"Un verano diferente", de Agustín Mamolar

23.03.2019

Llegaba el verano a paso lento, como siempre, para irse luego casi de repente. En los escaparates, playas paradisiacas, veleros que parecían flotar en el aire, gente guapa y sonriente, cuerpos de ensueño. Había quien, seducido por la posibilidad de tocar tantas maravillas, llegaba a empeñarse para ir de vacaciones, pero nada de al pueblo de toda la vida, sino a uno de aquellos lugares de ensueño. El turismo se había convertido en una plaga. Que se quite ya ese señor del Santo Sepulcro o del balcón de Julieta, que yo también quiero hacer una foto. En las puestas de sol más famosas destellaban más los flases que los rayos que se ocultaban más allá de la raya del horizonte. Montañas altísimas quedaban al alcance de quien nunca había pisado el bosque y en los veleros embarcaban personas que habían sentido la atracción por la mar gracias a la habilidad de los publicistas. Lipotimias, mareos, insolaciones. Un desastre. 

El 1 de julio, día de San Aarón, nacía con un sinfín de cosas por hacer. Lo habían dejado pasar y no podían dilatar más la decisión. Paul tenía que juntar los panfletos seleccionados. Estudiarlos. Preparar un resumen de urgencia y plantear las alternativas posibles a María, intentando deslizar la que él prefería como la más atractiva. Para él, lo mejor era quedarse en casa, con toda la ciudad para ellos dos, pero ni se le ocurriría sugerirlo. El ajetreo que le esperaba le ponía nervioso. Le gustaban las vacaciones, cómo no, pero no juntarlas todas en verano. Era una excesiva concentración de expectativas y le agobiaba tener que disfrutar por decreto en un determinado espacio de tiempo. A su juicio era la manera más eficaz de frustrar el descanso y el interés por descubrir. 

Se arregló y salió a la compra con el carrito. Al ir a pagar, le dijeron que le había tocado una cesta. Se la señalaron. Entre la montaña de productos incluidos identificó productos que ellos no acostumbraban a consumir, y además se iban en tan solo unos días. La buena suerte no llega a menudo, pero lo cierto era que la cesta le alteraba el programa de un día que se anunciaba de tensión. ¿Qué hacer con todo aquello? Con gesto agradecido, pidió que se la guardaran hasta que hiciera sitio en casa para tanto material. Cuando vio al chico africano que se sentaba en la puerta con su banquito y sus cartones, decidió regalarle la cesta.

¿Cómo te llamas? ¿De dónde eres? ¿Dónde vives? Eran muchas las preguntas que nunca le había hecho y que, sin embargo, le parecían esenciales antes de materializar el regalo. Sin embargo, se limitó a pedirle que le acompañara al interior. Previamente, advirtió a Abdulá, como así dijo llamarse el chico sin que se lo preguntara, que viera lo que viera y pasara lo que pasara, no hiciera aspaviento alguno. La cajera y los demás clientes pensarían que había acudido a él para que le ayudara a llevar la cesta a casa, y eso era justo lo que pretendía. No iba a destrozar su fama de arisco de cualquier manera y de un solo plumazo. 

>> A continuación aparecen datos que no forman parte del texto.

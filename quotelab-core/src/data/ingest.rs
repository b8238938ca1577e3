//! CSV quote ingestion — raw bytes to a deterministic batch sequence.
//!
//! Both orientations funnel into the same ordered grouping
//! (`TimeKey -> product -> Quote`), so the emitted batches are sorted by
//! time key, sorted by product within a batch, clock sentinel last —
//! token-for-token identical for identical bytes, and identical across the
//! long and wide renditions of the same data.

use crate::data::schema::{self, CsvLayout, Orientation, SchemaError};
use crate::domain::{Batch, Quote, TimeKey};
use std::collections::BTreeMap;
use thiserror::Error;
use tracing::warn;

#[derive(Debug, Error)]
pub enum IngestError {
    #[error("failed to read CSV: {0}")]
    Csv(#[from] csv::Error),
    #[error(transparent)]
    Schema(#[from] SchemaError),
    #[error("input is empty")]
    Empty,
    #[error("no usable rows after parsing")]
    NoUsableRows,
}

/// Output of one ingestion pass.
#[derive(Debug, Clone, PartialEq)]
pub struct IngestResult {
    /// Sorted, deduplicated product identifiers.
    pub universe: Vec<String>,
    /// Time-ordered batches, one per distinct time key.
    pub batches: Vec<Batch>,
    /// Rows (long) or cells (wide) dropped for unparseable prices.
    pub skipped: usize,
}

type Groups = BTreeMap<TimeKey, BTreeMap<String, Quote>>;

/// Parse raw CSV bytes into a universe and a batch sequence.
///
/// A malformed price skips that row or cell with a diagnostic; only
/// structural failures are fatal: empty input, a missing required column,
/// or zero usable rows.
pub fn ingest_csv(raw: &[u8]) -> Result<IngestResult, IngestError> {
    if raw.is_empty() {
        return Err(IngestError::Empty);
    }

    let mut reader = csv::ReaderBuilder::new()
        .trim(csv::Trim::All)
        .flexible(true)
        .from_reader(raw);
    let headers = reader.headers()?.clone();
    if headers.is_empty() || headers.iter().all(|h| h.is_empty()) {
        return Err(IngestError::Empty);
    }

    let layout = schema::resolve(&headers)?;
    match &layout.orientation {
        Orientation::Long { .. } => ingest_long(&mut reader, &layout),
        Orientation::Wide { .. } => ingest_wide(&mut reader, &layout),
    }
}

fn ingest_long(
    reader: &mut csv::Reader<&[u8]>,
    layout: &CsvLayout,
) -> Result<IngestResult, IngestError> {
    let (product_idx, price_idx, aux_cols) = match &layout.orientation {
        Orientation::Long {
            product_idx,
            price_idx,
            aux_cols,
        } => (*product_idx, *price_idx, aux_cols),
        Orientation::Wide { .. } => unreachable!("long ingestion requires a long layout"),
    };

    let mut groups: Groups = BTreeMap::new();
    let mut universe: Vec<String> = Vec::new();
    let mut skipped = 0usize;

    for (row, record) in reader.records().enumerate() {
        let record = record?;
        let Some(product_id) = record.get(product_idx).filter(|id| !id.is_empty()) else {
            warn!(row, "skipping row without a product id");
            skipped += 1;
            continue;
        };
        // The universe counts every observed identifier, price-parseable
        // or not, matching what a wide header row would declare.
        universe.push(product_id.to_string());

        let Some(time_cell) = record.get(layout.time_idx).filter(|t| !t.is_empty()) else {
            warn!(row, product_id, "skipping row without a time key");
            skipped += 1;
            continue;
        };
        let price = match record.get(price_idx).map(str::parse::<f64>) {
            Some(Ok(price)) if price.is_finite() => price,
            _ => {
                warn!(row, product_id, "skipping row with unparseable price");
                skipped += 1;
                continue;
            }
        };

        let mut quote = Quote::new(product_id, TimeKey::parse(time_cell), price);
        let aux: BTreeMap<String, f64> = aux_cols
            .iter()
            .filter_map(|(idx, name)| {
                let value = record.get(*idx)?.parse::<f64>().ok()?;
                value.is_finite().then(|| (name.clone(), value))
            })
            .collect();
        if !aux.is_empty() {
            quote.aux = Some(aux);
        }
        insert_coalescing(&mut groups, quote);
    }

    universe.sort();
    universe.dedup();
    finish(universe, groups, skipped)
}

fn ingest_wide(
    reader: &mut csv::Reader<&[u8]>,
    layout: &CsvLayout,
) -> Result<IngestResult, IngestError> {
    let product_cols = match &layout.orientation {
        Orientation::Wide { product_cols } => product_cols,
        Orientation::Long { .. } => unreachable!("wide ingestion requires a wide layout"),
    };

    let mut groups: Groups = BTreeMap::new();
    let mut skipped = 0usize;

    for (row, record) in reader.records().enumerate() {
        let record = record?;
        let Some(time_cell) = record.get(layout.time_idx).filter(|t| !t.is_empty()) else {
            warn!(row, "skipping row without a time key");
            skipped += 1;
            continue;
        };
        let time_key = TimeKey::parse(time_cell);

        // A row where every cell is empty yields no quotes and no batch.
        for (idx, product_id) in product_cols {
            let Some(cell) = record.get(*idx).filter(|c| !c.is_empty() && *c != "NaN") else {
                continue;
            };
            match cell.parse::<f64>() {
                Ok(price) if price.is_finite() => {
                    insert_coalescing(
                        &mut groups,
                        Quote::new(product_id.clone(), time_key.clone(), price),
                    );
                }
                _ => {
                    warn!(row, product_id = %product_id, "skipping cell with unparseable price");
                    skipped += 1;
                }
            }
        }
    }

    let universe: Vec<String> = {
        let mut names: Vec<String> = product_cols.iter().map(|(_, name)| name.clone()).collect();
        names.sort();
        names.dedup();
        names
    };
    finish(universe, groups, skipped)
}

/// Insert a quote into its time group, coalescing duplicates: the last
/// observation for a product wins.
fn insert_coalescing(groups: &mut Groups, quote: Quote) {
    let group = groups.entry(quote.time_key.clone()).or_default();
    if let Some(previous) = group.insert(quote.product_id.clone(), quote) {
        warn!(
            product_id = %previous.product_id,
            time_key = %previous.time_key,
            "duplicate quote in one time group coalesced (last wins)"
        );
    }
}

/// Turn the ordered groups into batches, appending the clock sentinel to
/// each, and reject a run with nothing to replay.
fn finish(
    universe: Vec<String>,
    groups: Groups,
    skipped: usize,
) -> Result<IngestResult, IngestError> {
    if groups.is_empty() {
        return Err(IngestError::NoUsableRows);
    }

    let batches = groups
        .into_iter()
        .map(|(time_key, by_product)| {
            let mut quotes: Vec<Quote> = by_product.into_values().collect();
            quotes.push(Quote::clock(time_key.clone()));
            Batch::new(time_key, quotes)
        })
        .collect();

    Ok(IngestResult {
        universe,
        batches,
        skipped,
    })
}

Al día siguiente, cuando bajó a comprar el pan, se encontró frente al portal con un grupo de africanos, vestidos con colores chillones, cantando Txoria txori. Abdulá le guiñó un ojo con discreción y él se emocionó. No hubo más muestras de confianza. Era suficiente. 

Al final, cuando se decidieron por Grecia, regresaron a Paul las imágenes de ingentes masas de personas en la Acrópolis y de un Mediterráneo sin apenas oxígeno para los peces, sus legítimos habitantes. Antes de salir de viaje, la cadena de información se puso en marcha y, sin llegar a preguntarle directamente a él, lo supo todo. De dónde era, dónde vivía e incluso quines podían ser considerados su familia en Bilbao. La estampa feliz de Abdulá haciéndose cargo de la cesta le vino a la memoria con frecuencia durante las vacaciones.

Cuando regresaron a casa, observó que el mismo grupo de africanos cantaba en otros portales y a él le gustó haber contribuido de alguna manera a la marea de generosidad.